Table of Contents
Exhibit (a)(1)(A)
OFFER TO PURCHASE
BRE Properties, Inc.
Offer to Purchase for Cash
Any and All of its Outstanding
4.125% Convertible Senior Notes due 2026
CUSIP No. 05564E BH 8
CUSIP No. 05564E BJ 4
BRE Properties, Inc., a Maryland corporation (the “Company” ), is offering to purchase for cash, on the terms and subject
to the conditions set forth in this Offer to Purchase (as it may be amended or supplemented from time to time, this “Offer to
Purchase”) and the accompanying Letter of Transmittal (as it may be amended or supplemented from time to time, the “Letter of
Transmittal”) , any and all of its outstanding 4.125% Convertible Senior Notes due 2026 (the “Notes”) from each registered
holder of the Notes (each, a “ Holder” and, collectively, the “Holders”) . The offer, on the terms set forth in this Offer to
Purchase and the Letter of Transmittal, and any amendments or supplements hereto or thereto, is referred to as the “Offer.”

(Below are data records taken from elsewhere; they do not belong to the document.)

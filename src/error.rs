use core::fmt;

/// Result alias for `spine`.
pub type Result<T> = std::result::Result<T, Error>;

/// Errors returned by validation, extraction, and edge-list I/O.
#[derive(Debug, Clone, PartialEq)]
pub enum Error {
    /// Input edge list was empty where a non-empty one was required.
    EmptyInput,

    /// A required column is missing from the input header.
    MissingColumn {
        /// Column name (`source`, `target`, or `weight`).
        name: &'static str,
    },

    /// A data record failed validation.
    MalformedRecord {
        /// 1-based record number (header excluded).
        record: usize,
        /// What was wrong with it.
        reason: String,
    },

    /// Invalid parameter value.
    InvalidParameter {
        /// Parameter name.
        name: &'static str,
        /// Error message.
        message: &'static str,
    },

    /// A worker batch failed during backbone evaluation.
    BatchFailed {
        /// Zero-based batch index.
        batch: usize,
        /// Underlying cause.
        cause: String,
    },

    /// File read/write failure.
    Io {
        /// Path involved.
        path: String,
        /// Error message from the OS.
        message: String,
    },

    /// Generic error with message.
    Other(String),
}

impl fmt::Display for Error {
    fn fmt(&self, f: &mut fmt::Formatter<'_>) -> fmt::Result {
        match self {
            Error::EmptyInput => write!(f, "empty input provided"),
            Error::MissingColumn { name } => {
                write!(f, "input is missing required column '{name}'")
            }
            Error::MalformedRecord { record, reason } => {
                write!(f, "malformed record {record}: {reason}")
            }
            Error::InvalidParameter { name, message } => {
                write!(f, "invalid parameter '{name}': {message}")
            }
            Error::BatchFailed { batch, cause } => {
                write!(f, "worker batch {batch} failed: {cause}")
            }
            Error::Io { path, message } => write!(f, "i/o error on '{path}': {message}"),
            Error::Other(msg) => write!(f, "{msg}"),
        }
    }
}

impl std::error::Error for Error {}
//! # spine
//!
//! Statistically significant backbone extraction for large weighted,
//! undirected graphs.
//!
//! Dense co-occurrence networks (user-user graphs built from shared
//! community membership, for example) are dominated by edges that exist
//! only because their endpoints are busy. `spine` reduces such a graph to
//! its backbone: the subset of edges whose weight is locally surprising
//! relative to the total weight incident on at least one endpoint. Two
//! interchangeable significance tests are provided — the disparity filter
//! and a noise-corrected variant — evaluated per node in parallel over a
//! shared read-only adjacency index and merged by canonical edge key, so
//! the output never depends on scheduling.
//!
//! ## Usage
//!
//! ```rust
//! use spine::{extract_backbone, BackboneConfig, EdgeRecord};
//!
//! // Node "a" spreads weight 10 over three edges; the two weight-1 edges
//! // carry improbably small shares and survive the default 0.05 threshold.
//! let edges = vec![
//!     EdgeRecord::new("a", "b", 1.0),
//!     EdgeRecord::new("a", "c", 1.0),
//!     EdgeRecord::new("a", "d", 8.0),
//! ];
//!
//! let result = extract_backbone(&edges, &BackboneConfig::new()).unwrap();
//! assert_eq!(result.stats.backbone_edges, 2);
//! ```
//!
//! ## Guarantees
//!
//! - The backbone is a subset of the input: no invented edges, no altered
//!   weights, no duplicate pairs.
//! - Output is deterministic for fixed `(edges, threshold, policy)`,
//!   independent of worker count and batch size.
//! - Validation failures are typed errors naming the offending record; a
//!   failed worker batch aborts the run rather than silently thinning the
//!   result.
//!
//! The `parallel` feature (default) enables rayon-based evaluation; the
//! `cli` feature builds the `spine` binary (CSV in, CSV out, atomic
//! writes).

pub mod backbone;
/// Error types used across `spine`.
pub mod error;
pub mod filter;
pub mod graph;
pub mod io;

pub use backbone::{extract_backbone, BackboneConfig, BackboneResult, BackboneStats, DEFAULT_ALPHA};
pub use error::{Error, Result};
pub use filter::{
    DisparityFilter, FilterPolicy, NoiseCorrectedFilter, ReductionEngine, SignificanceTest,
    DEFAULT_BATCH_SIZE,
};
pub use graph::{EdgeRecord, NodeStats, WeightedGraph};
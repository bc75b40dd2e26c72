//! Centralized defaults
//!
//! Keyword tables and limits live here so the classifier, the config
//! validation and the tests all agree on one set of values.

/// Self-harm phrases that always classify as crisis
pub const CRISIS_PHRASES: &[&str] = &["suicide", "kill myself", "end it all", "want to die"];

/// Terms that request a spoken reply
pub const VOICE_TERMS: &[&str] = &["voice", "speak"];

/// Terms that raise a category topic to elevated urgency
pub const URGENCY_TERMS: &[&str] = &["crisis", "emergency", "help"];

/// Category keyword tables, in priority order: (slug, triggers, topics)
pub const CATEGORY_KEYWORDS: &[(&str, &[&str], &[&str])] = &[
    (
        "mental-health",
        &["anxious", "anxiety", "panic", "depressed", "depression", "stress"],
        &["anxiety", "panic", "stress", "breathing"],
    ),
    (
        "career",
        &["career", "job", "interview", "work"],
        &["career", "job", "interview", "resume", "networking"],
    ),
    (
        "relationships",
        &["relationship", "communication", "dating", "partner"],
        &["relationship", "communication", "dating", "trust"],
    ),
    (
        "life-transitions",
        &["transition", "divorce", "moving", "retirement", "grief"],
        &["change", "transition", "adaptation", "resilience"],
    ),
    (
        "education",
        &["study", "exam", "school", "college", "homework"],
        &["study", "learning", "preparation", "focus"],
    ),
    (
        "community",
        &["lonely", "loneliness", "friends", "social", "community"],
        &["social connections", "friendship", "community", "belonging"],
    ),
];

/// Store and speech timeouts
pub mod timeouts {
    /// Per-call budget for knowledge/contact/helper fetches
    pub const STORE_MS: u64 = 2_000;

    /// Hosted speech request budget
    pub const SPEECH_MS: u64 = 10_000;

    /// HTTP request budget for the REST store client
    pub const REST_MS: u64 = 5_000;
}

/// Hosted speech provider defaults
pub mod speech {
    pub const BASE_URL: &str = "https://api.elevenlabs.io/v1";
    pub const DEFAULT_VOICE_ID: &str = "21m00Tcm4TlvDq8ikWAM";
    pub const MODEL_ID: &str = "eleven_monolingual_v1";
    pub const STABILITY: f32 = 0.5;
    pub const SIMILARITY_BOOST: f32 = 0.5;
    pub const STYLE: f32 = 0.0;
}

/// Conversation limits
pub const MAX_HISTORY_TURNS: usize = 50;
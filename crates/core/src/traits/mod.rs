//! Core traits
//!
//! ```text
//! Data access:
//!   - KnowledgeStore: knowledge base entries
//!   - ContactStore: emergency contact directory
//!   - HelperStore: helper listings
//!
//! Speech:
//!   - SpeechSynthesizer: Text → Audio, with silent degrade
//! ```

mod speech;
mod store;

pub use speech::{SpeechStatus, SpeechSynthesizer};
pub use store::{ContactStore, HelperStore, KnowledgeStore};
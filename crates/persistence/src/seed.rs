//! In-memory store backed by YAML/JSON seed files
//!
//! Each seed file may carry any of three arrays:
//!
//! ```yaml
//! knowledge: [...]   # KnowledgeEntry
//! contacts: [...]    # EmergencyContact
//! helpers: [...]     # HelperRecord
//! ```
//!
//! Loading a file overlays its records on top of what is already present,
//! replacing records with the same `id`.

use async_trait::async_trait;
use parking_lot::RwLock;
use serde::{Deserialize, Serialize};
use std::path::Path;

use peer_support_core::{
    Category, ContactCategory, ContactStore, EmergencyContact, HelperRecord, HelperStore,
    KnowledgeEntry, KnowledgeStore, StoreError,
};

use crate::PersistenceError;

const BUILTIN_SEED: &str = include_str!("../seed/default.yaml");

/// Seed file format
#[derive(Debug, Default, Serialize, Deserialize)]
pub struct SeedFile {
    /// Version for format compatibility
    #[serde(default)]
    pub version: Option<String>,
    #[serde(default)]
    pub knowledge: Vec<KnowledgeEntry>,
    #[serde(default)]
    pub contacts: Vec<EmergencyContact>,
    #[serde(default)]
    pub helpers: Vec<HelperRecord>,
}

impl SeedFile {
    pub fn record_count(&self) -> usize {
        self.knowledge.len() + self.contacts.len() + self.helpers.len()
    }
}

#[derive(Debug, Default)]
struct SeedData {
    knowledge: Vec<KnowledgeEntry>,
    contacts: Vec<EmergencyContact>,
    helpers: Vec<HelperRecord>,
}

fn upsert<T>(records: &mut Vec<T>, incoming: T, id: impl Fn(&T) -> &str) {
    match records.iter().position(|r| id(r) == id(&incoming)) {
        Some(pos) => records[pos] = incoming,
        None => records.push(incoming),
    }
}

/// In-memory knowledge, contact and helper store
pub struct SeedStore {
    data: RwLock<SeedData>,
}

impl Default for SeedStore {
    fn default() -> Self {
        Self::empty()
    }
}

impl SeedStore {
    pub fn empty() -> Self {
        Self {
            data: RwLock::new(SeedData::default()),
        }
    }

    /// Store preloaded with the bundled records for all six categories
    pub fn builtin() -> Result<Self, PersistenceError> {
        let store = Self::empty();
        let file = Self::parse(BUILTIN_SEED, "yaml", "builtin")?;
        store.merge(file);
        Ok(store)
    }

    /// Store holding exactly the given records
    pub fn from_records(
        knowledge: Vec<KnowledgeEntry>,
        contacts: Vec<EmergencyContact>,
        helpers: Vec<HelperRecord>,
    ) -> Self {
        let store = Self::empty();
        store.merge(SeedFile {
            version: None,
            knowledge,
            contacts,
            helpers,
        });
        store
    }

    fn parse(content: &str, extension: &str, origin: &str) -> Result<SeedFile, PersistenceError> {
        let parsed = match extension {
            "json" => serde_json::from_str(content).map_err(|e| e.to_string()),
            _ => serde_yaml::from_str(content).map_err(|e| e.to_string()),
        };
        parsed.map_err(|message| PersistenceError::Parse {
            file: origin.to_string(),
            message,
        })
    }

    /// Overlay records, dropping unreachable contacts and helpers with
    /// impossible ratings or rates
    fn merge(&self, file: SeedFile) -> usize {
        let mut data = self.data.write();
        let mut merged = 0;

        for entry in file.knowledge {
            upsert(&mut data.knowledge, entry.normalized(), |k| k.id.as_str());
            merged += 1;
        }

        for contact in file.contacts {
            if let Err(e) = contact.validate() {
                tracing::warn!(contact = %contact.id, error = %e, "Dropping invalid emergency contact");
                continue;
            }
            upsert(&mut data.contacts, contact, |c| c.id.as_str());
            merged += 1;
        }

        for helper in file.helpers {
            if let Err(e) = helper.validate() {
                tracing::warn!(helper = %helper.id, error = %e, "Dropping invalid helper");
                continue;
            }
            upsert(&mut data.helpers, helper, |h| h.id.as_str());
            merged += 1;
        }

        merged
    }

    /// Load a single seed file
    pub fn load_file(&self, path: &Path) -> Result<usize, PersistenceError> {
        let content = std::fs::read_to_string(path)?;
        let extension = path.extension().and_then(|e| e.to_str()).unwrap_or("");
        let file = Self::parse(&content, extension, &path.display().to_string())?;
        Ok(self.merge(file))
    }

    /// Load every YAML and JSON file in a directory
    ///
    /// Files that fail to parse are logged and skipped.
    ///
    /// # Returns
    /// Number of records merged
    pub fn load_directory(&self, dir: &Path) -> Result<usize, PersistenceError> {
        if !dir.exists() {
            tracing::warn!(path = %dir.display(), "Seed directory does not exist");
            return Ok(0);
        }

        let mut paths: Vec<_> = std::fs::read_dir(dir)?
            .filter_map(|entry| entry.ok().map(|e| e.path()))
            .filter(|path| {
                matches!(
                    path.extension().and_then(|e| e.to_str()),
                    Some("yaml" | "yml" | "json")
                )
            })
            .collect();
        // Later files win on id collisions, so load in a stable order
        paths.sort();

        let mut total = 0;
        for path in paths {
            match self.load_file(&path) {
                Ok(count) => {
                    tracing::info!(file = %path.display(), records = count, "Loaded seed file");
                    total += count;
                },
                Err(e) => {
                    tracing::error!(file = %path.display(), error = %e, "Failed to load seed file");
                },
            }
        }

        tracing::info!(directory = %dir.display(), total_records = total, "Seed loading complete");
        Ok(total)
    }

    /// (knowledge, contacts, helpers) record counts
    pub fn counts(&self) -> (usize, usize, usize) {
        let data = self.data.read();
        (data.knowledge.len(), data.contacts.len(), data.helpers.len())
    }
}

#[async_trait]
impl KnowledgeStore for SeedStore {
    async fn list_knowledge(
        &self,
        category: Option<Category>,
    ) -> Result<Vec<KnowledgeEntry>, StoreError> {
        let data = self.data.read();
        let mut entries: Vec<_> = data
            .knowledge
            .iter()
            .filter(|k| category.map_or(true, |c| k.category_id == c))
            .cloned()
            .collect();
        entries.sort_by(|a, b| a.topic.cmp(&b.topic));
        Ok(entries)
    }

    async fn search(&self, term: &str) -> Result<Vec<KnowledgeEntry>, StoreError> {
        let data = self.data.read();
        let mut entries: Vec<_> = data
            .knowledge
            .iter()
            .filter(|k| k.matches_term(term))
            .cloned()
            .collect();
        entries.sort_by(KnowledgeEntry::by_confidence);
        Ok(entries)
    }
}

#[async_trait]
impl ContactStore for SeedStore {
    async fn list_contacts(
        &self,
        category: Option<ContactCategory>,
    ) -> Result<Vec<EmergencyContact>, StoreError> {
        let data = self.data.read();
        let mut contacts: Vec<_> = data
            .contacts
            .iter()
            .filter(|c| category.map_or(true, |wanted| c.category == wanted))
            .cloned()
            .collect();
        contacts.sort_by(|a, b| a.name.cmp(&b.name));
        Ok(contacts)
    }

    async fn search_contacts(
        &self,
        term: &str,
        country: Option<&str>,
    ) -> Result<Vec<EmergencyContact>, StoreError> {
        let data = self.data.read();
        let mut contacts: Vec<_> = data
            .contacts
            .iter()
            .filter(|c| c.matches_term(term))
            .filter(|c| country.map_or(true, |wanted| c.serves_country(wanted)))
            .cloned()
            .collect();
        contacts.sort_by(EmergencyContact::by_availability);
        Ok(contacts)
    }
}

#[async_trait]
impl HelperStore for SeedStore {
    async fn list_helpers(
        &self,
        category: Option<Category>,
    ) -> Result<Vec<HelperRecord>, StoreError> {
        let data = self.data.read();
        Ok(data
            .helpers
            .iter()
            .filter(|h| category.map_or(true, |c| h.category_id == c))
            .cloned()
            .collect())
    }

    fn name(&self) -> &str {
        "seed"
    }
}
//! Helper search criteria
//!
//! Criteria arrive raw from the caller. Every field has an "unset" sentinel;
//! the ranking engine interprets malformed values as unset rather than
//! rejecting the request.

use serde::{Deserialize, Serialize};
use std::fmt;
use std::str::FromStr;

/// Rating floor that disables the rating predicate
pub const UNSET_MIN_RATING: f64 = 0.0;
/// Rate ceiling that disables the price predicate
pub const UNSET_MAX_RATE: f64 = 500.0;

/// Result ordering for a helper search
#[derive(Debug, Clone, Copy, PartialEq, Eq, Hash, Default)]
pub enum SortKey {
    /// Rating descending
    #[default]
    Rating,
    /// Hourly rate ascending
    PriceAsc,
    /// Hourly rate descending
    PriceDesc,
    /// Years of experience descending
    Experience,
    /// Review count descending
    Reviews,
}

impl SortKey {
    pub fn as_str(&self) -> &'static str {
        match self {
            SortKey::Rating => "rating",
            SortKey::PriceAsc => "price-low",
            SortKey::PriceDesc => "price-high",
            SortKey::Experience => "experience",
            SortKey::Reviews => "reviews",
        }
    }
}

impl fmt::Display for SortKey {
    fn fmt(&self, f: &mut fmt::Formatter<'_>) -> fmt::Result {
        f.write_str(self.as_str())
    }
}

impl FromStr for SortKey {
    type Err = String;

    fn from_str(s: &str) -> Result<Self, Self::Err> {
        match s.trim().to_lowercase().as_str() {
            "" | "rating" => Ok(SortKey::Rating),
            "price-low" | "priceasc" | "price_asc" => Ok(SortKey::PriceAsc),
            "price-high" | "pricedesc" | "price_desc" => Ok(SortKey::PriceDesc),
            "experience" => Ok(SortKey::Experience),
            "reviews" => Ok(SortKey::Reviews),
            other => Err(format!("unknown sort key '{}'", other)),
        }
    }
}

/// Search, filter and sort request for the helper list
#[derive(Debug, Clone, PartialEq, Serialize, Deserialize)]
pub struct FilterCriteria {
    /// Free-text query over name, title, description and specialties
    #[serde(default)]
    pub query: String,
    /// Category slug
    #[serde(default)]
    pub category: Option<String>,
    #[serde(default = "default_min_rating")]
    pub min_rating: f64,
    #[serde(default = "default_max_rate")]
    pub max_rate: f64,
    /// Experience band, `"min-max"` or `"min+"`
    #[serde(default, alias = "experience_band")]
    pub experience: Option<String>,
    #[serde(default)]
    pub location: Option<String>,
    #[serde(default)]
    pub online_only: bool,
    #[serde(default)]
    pub languages: Vec<String>,
    #[serde(default)]
    pub video_only: bool,
    #[serde(default)]
    pub voice_only: bool,
    /// Sort key name, see [`SortKey`]
    #[serde(default = "default_sort_by", alias = "sort_key")]
    pub sort_by: String,
}

fn default_min_rating() -> f64 {
    UNSET_MIN_RATING
}

fn default_max_rate() -> f64 {
    UNSET_MAX_RATE
}

fn default_sort_by() -> String {
    SortKey::Rating.as_str().to_string()
}

impl Default for FilterCriteria {
    fn default() -> Self {
        Self {
            query: String::new(),
            category: None,
            min_rating: default_min_rating(),
            max_rate: default_max_rate(),
            experience: None,
            location: None,
            online_only: false,
            languages: Vec::new(),
            video_only: false,
            voice_only: false,
            sort_by: default_sort_by(),
        }
    }
}

impl FilterCriteria {
    pub fn new() -> Self {
        Self::default()
    }

    pub fn query(mut self, query: impl Into<String>) -> Self {
        self.query = query.into();
        self
    }

    pub fn category(mut self, category: impl Into<String>) -> Self {
        self.category = Some(category.into());
        self
    }

    pub fn min_rating(mut self, rating: f64) -> Self {
        self.min_rating = rating;
        self
    }

    pub fn max_rate(mut self, rate: f64) -> Self {
        self.max_rate = rate;
        self
    }

    pub fn experience(mut self, band: impl Into<String>) -> Self {
        self.experience = Some(band.into());
        self
    }

    pub fn location(mut self, location: impl Into<String>) -> Self {
        self.location = Some(location.into());
        self
    }

    pub fn online_only(mut self, online_only: bool) -> Self {
        self.online_only = online_only;
        self
    }

    pub fn languages<I, S>(mut self, languages: I) -> Self
    where
        I: IntoIterator<Item = S>,
        S: Into<String>,
    {
        self.languages = languages.into_iter().map(Into::into).collect();
        self
    }

    pub fn sort(mut self, key: SortKey) -> Self {
        self.sort_by = key.as_str().to_string();
        self
    }

    /// Number of predicates not at their unset sentinel
    pub fn active_filter_count(&self) -> usize {
        let is_set = |s: &Option<String>| s.as_deref().is_some_and(|v| !v.trim().is_empty());
        [
            !self.query.trim().is_empty(),
            is_set(&self.category),
            self.min_rating != UNSET_MIN_RATING,
            self.max_rate != UNSET_MAX_RATE,
            is_set(&self.experience),
            is_set(&self.location),
            self.online_only,
            !self.languages.is_empty(),
            self.video_only,
            self.voice_only,
        ]
        .into_iter()
        .filter(|active| *active)
        .count()
    }
}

Subject to the terms and conditions of the Offer, Holders who validly tender, and do not validly withdraw, their Notes at or
prior to the Expiration Date (as defined below), will receive $1,040 for each $1,000 principal amount of Notes purchased pursuant
to the Offer, plus accrued and unpaid interest up to, but not including, the date of payment for the Notes accepted for payment.
The Offer is subject to the satisfaction of certain conditions set forth herein. We expressly reserve the right, at any time or at
various times, to waive any of the conditions of the Offer, in whole or in part.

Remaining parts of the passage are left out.